Cant find any thread for this ETF so I'm starting one.

The internet is bubbling over with talk of BRIC market growth in short, medium and long term (!!!).

Next time this guy takes another dip I'm going to buy in.

Interested to hear everyones thought's on this ETF, the stocks included and whether it is currently over/under bought etc (I think it is currently over bought).


----------



## gfresh (6 August 2009)

*Re: IBK - BRIC markets ETF*

Here is my take from a technical perspective anyhow.. 

Double bottom at $42.00 is very bullish.. However bouncing off resistance at $48 for second time bearish. Recent higher volume, and some consolidation may indicate buyers are taking supply on expectation of breaking $48. 

Today's Harami cross indicates indecision on selling, and may indicate a short-term trend change.  

MACD rising from below the zero line to above which is fairly bullish. 

I guess most would wait on a break of $48 before entering. Looks pretty good setup to me. I don't believe it's overbought, not after coming off in June.


----------



## doctorj (6 August 2009)

*Re: IBK - BRIC markets ETF*

I fundamentally don't understand the basis for grouping these markets together in a single fund, or as a base for analysis. They're in different parts of the world, their economies are fundamentally different, as are their risks. Sure, it makes for good copy and is easy for the LCD to understand, but is it really sound - emerging market is a very big bucket.


----------



## bugmenot (7 August 2009)

*Re: IBK - BRIC markets ETF*



gfresh said:


> Here is my take from a technical perspective anyhow..
> 
> Double bottom at $42.00 is very bullish.. However bouncing off resistance at $48 for second time bearish. Recent higher volume, and some consolidation may indicate buyers are taking supply on expectation of breaking $48.
> 
> ...




Thanks for the great technical point of view there gfresh! I know the basics of technical analysis but its always nice to have someone more experienced confirm your ideas. I was about to pull the trigger on this one today but decided to wait and see what happens next week. Bollinger bands seem to be telling me to buy, but as you said it may be better to wait for the upper resistance to break.

DoctorJ has some good points - what are the boundaries of technical analysis? This stock increases and decreases in value just like any other on the ASX, except there are no real profits to base a P/E on. The fact that the companies are distributed around the world doesn't bother me, its more the fact that there are hundreds (?) in the basket each with independent forces acting upon them... Food for thought.


----------



## bugmenot (8 August 2009)

*Re: IBK - BRIC markets ETF*

Found some nice commentary here:
http://www.moneyandmarkets.com/accessing-the-frontier-markets-with-etfs-3-34983

Does anyone know if there are "Frontier Market" ETF's available on the ASX? I will have to do some research into this - obviously greater risk exposure than IBK however.
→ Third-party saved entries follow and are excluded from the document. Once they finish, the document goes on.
//! Record fragments inside a chunk payload.
//!
//! A chunk payload is a sequence of fragments, each a u32-le length prefix
//! followed by that many bytes. A record that fits its chunk is one
//! fragment; a record that spans chunks contributes one fragment per chunk,
//! stitched back together by the continuation flags in the chunk headers.
//!
//! The writer closes the stream with a terminator prefix (0xFFFF_FFFF,
//! never a legal length) when at least four payload bytes remain; otherwise
//! the payload end is the boundary. A fragment prefix therefore never
//! splits across chunks: writers seal a chunk early rather than start a
//! fragment in fewer than [`MIN_FRAGMENT_HEADROOM`] free bytes.

use thiserror::Error;

/// Bytes of the per-fragment length prefix.
pub const FRAGMENT_PREFIX_LEN: usize = 4;

/// Sentinel prefix marking the end of the fragment stream.
pub const FRAGMENT_TERMINATOR: u32 = u32::MAX;

/// Minimum free payload bytes required to open a new fragment: the prefix
/// plus one byte of content.
pub const MIN_FRAGMENT_HEADROOM: usize = FRAGMENT_PREFIX_LEN + 1;

/// A fragment stream that does not parse. Fatal to the producer connection
/// that committed the chunk.
#[derive(Debug, Clone, Copy, PartialEq, Eq, Error)]
pub enum FragmentError {
    /// A length prefix claims more bytes than the payload holds.
    #[error("fragment length {claimed} overruns payload ({remaining} bytes remain)")]
    Overrun { claimed: usize, remaining: usize },
}

/// Splits a chunk payload into its fragments, in write order.
pub fn parse_fragments(payload: &[u8]) -> Result<Vec<&[u8]>, FragmentError> {
    let mut fragments = Vec::new();
    let mut pos = 0;
    while pos + FRAGMENT_PREFIX_LEN <= payload.len() {
        let prefix = u32::from_le_bytes(
            payload[pos..pos + FRAGMENT_PREFIX_LEN]
                .try_into()
                .expect("prefix slice is 4 bytes"),
        );
        if prefix == FRAGMENT_TERMINATOR {
            break;
        }
        let len = prefix as usize;
        let start = pos + FRAGMENT_PREFIX_LEN;
        let remaining = payload.len() - start;
        if len > remaining {
            return Err(FragmentError::Overrun {
                claimed: len,
                remaining,
            });
        }
        fragments.push(&payload[start..start + len]);
        pos = start + len;
    }
    Ok(fragments)
}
*Accessing the Frontier Markets with ETFs*

by Ron Rowland   08-06-09
Ron Rowland

As a Money and Markets reader, you probably know an awful lot about “emerging markets.” They’re the countries that aren’t quite as modernized as the U.S. but are developing fast: China, Brazil, India, Russia, etc.

But there’s another tier further down the pecking order: The “frontier markets.” These countries have developed their capital markets in just the last few years. They’re risky, but the growth potential is huge!
The frontier can be a dangerous place.
The frontier can be a dangerous place.

Until very recently the frontier markets were extremely difficult for Americans to trade. You can’t just log into your online brokerage account and buy a stock in Namibia. Nor should you … the risks are too great.

But now, thanks to exchange-traded funds (ETFs), you can easily buy a diversified portfolio of frontier market stocks in one simple package. More on that in a moment. First …

Where, In This Fast-Shrinking World,
Is There Any Frontier Left To Tackle?

Today’s technology means that events in the remotest parts of the world seem only as far away as your satellite dish. So you might think that all of the frontiers have disappeared.

Actually there are several dozen frontier markets. And all of the index providers have their own specific criteria of what kind of countries qualify, with two broad principles in common …

First, frontier markets need to be investable, with a functioning local stock market that accepts foreign investment. Countries that bar foreigners can’t be part of the club.

Second, frontier markets must be smaller and less liquid than the more-advanced emerging markets. This is what gives them such tremendous potential.

The frontier markets are scattered around the world. For instance, you’ll find them in …

Eastern Europe: Bulgaria, Croatia, Estonia, Romania, Ukraine

Latin America: Chile, Jamaica, Peru, Trinidad and Tobago

Africa: Botswana, Ghana, Kenya, Mauritius, Nigeria

Middle East: Bahrain, Jordan, Kazakhstan, Lebanon, Oman, Qatar

Asia: Bangladesh, Cambodia, Sri Lanka, Vietnam

Those are just a few examples. Many are not what you would consider to be tourist spots. They are places of incredible contrast: Stark poverty adjacent to gleaming cities of wealth. But they’re all moving quickly to join the globalized economy.

How You Can Invest
In Frontier Markets …

As I mentioned earlier, I think most investors should avoid individual stocks from frontier markets. The risks are just too great unless you’re an expert who is on top of the local situation.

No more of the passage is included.